DIRECTIONS FOR THIS TASK:
The response should consist solely of the line containing "pub fn negotiate_size(&self, requested: Size)" and the lines after it through the end of the listing below, repeated exactly.

# # # # # # #

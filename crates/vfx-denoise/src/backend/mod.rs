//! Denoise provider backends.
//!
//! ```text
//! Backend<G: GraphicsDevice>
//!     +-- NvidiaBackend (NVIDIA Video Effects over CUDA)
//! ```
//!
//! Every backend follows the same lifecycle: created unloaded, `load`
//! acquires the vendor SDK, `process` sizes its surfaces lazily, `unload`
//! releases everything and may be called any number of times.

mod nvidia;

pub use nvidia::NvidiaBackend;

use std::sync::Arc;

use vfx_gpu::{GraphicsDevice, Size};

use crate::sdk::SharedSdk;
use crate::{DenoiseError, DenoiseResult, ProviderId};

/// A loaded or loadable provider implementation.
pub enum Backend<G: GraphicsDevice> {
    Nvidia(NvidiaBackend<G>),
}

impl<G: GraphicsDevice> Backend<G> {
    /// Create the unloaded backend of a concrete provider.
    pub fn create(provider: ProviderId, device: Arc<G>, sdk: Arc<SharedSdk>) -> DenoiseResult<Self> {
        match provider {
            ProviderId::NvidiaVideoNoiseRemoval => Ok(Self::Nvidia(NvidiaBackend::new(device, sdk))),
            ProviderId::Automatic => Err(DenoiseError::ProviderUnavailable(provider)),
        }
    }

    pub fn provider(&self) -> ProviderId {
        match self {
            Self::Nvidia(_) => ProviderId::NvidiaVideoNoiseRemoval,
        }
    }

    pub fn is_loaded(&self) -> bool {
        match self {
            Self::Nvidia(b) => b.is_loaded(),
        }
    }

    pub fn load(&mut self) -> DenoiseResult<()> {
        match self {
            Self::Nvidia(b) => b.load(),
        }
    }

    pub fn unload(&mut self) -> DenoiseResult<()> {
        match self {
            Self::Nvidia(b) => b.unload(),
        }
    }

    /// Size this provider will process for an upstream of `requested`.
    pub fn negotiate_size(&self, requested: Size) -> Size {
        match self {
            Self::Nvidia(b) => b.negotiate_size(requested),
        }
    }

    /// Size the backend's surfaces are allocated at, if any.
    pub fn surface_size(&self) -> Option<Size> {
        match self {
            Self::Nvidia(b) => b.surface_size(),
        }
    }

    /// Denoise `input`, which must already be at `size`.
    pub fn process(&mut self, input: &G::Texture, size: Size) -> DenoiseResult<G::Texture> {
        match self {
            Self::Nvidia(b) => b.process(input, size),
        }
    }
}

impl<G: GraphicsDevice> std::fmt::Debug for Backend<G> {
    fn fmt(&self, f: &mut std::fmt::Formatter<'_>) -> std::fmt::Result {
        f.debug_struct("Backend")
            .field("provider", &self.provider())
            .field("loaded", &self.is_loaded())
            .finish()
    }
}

# # # # # # #

RESULT FOR THIS EXERCISE:
    pub fn negotiate_size(&self, requested: Size) -> Size {
        match self {
            Self::Nvidia(b) => b.negotiate_size(requested),
        }
    }

    /// Size the backend's surfaces are allocated at, if any.
    pub fn surface_size(&self) -> Option<Size> {
        match self {
            Self::Nvidia(b) => b.surface_size(),
        }
    }

    /// Denoise `input`, which must already be at `size`.
    pub fn process(&mut self, input: &G::Texture, size: Size) -> DenoiseResult<G::Texture> {
        match self {
            Self::Nvidia(b) => b.process(input, size),
        }
    }
}

impl<G: GraphicsDevice> std::fmt::Debug for Backend<G> {
    fn fmt(&self, f: &mut std::fmt::Formatter<'_>) -> std::fmt::Result {
        f.debug_struct("Backend")
            .field("provider", &self.provider())
            .field("loaded", &self.is_loaded())
            .finish()
    }
}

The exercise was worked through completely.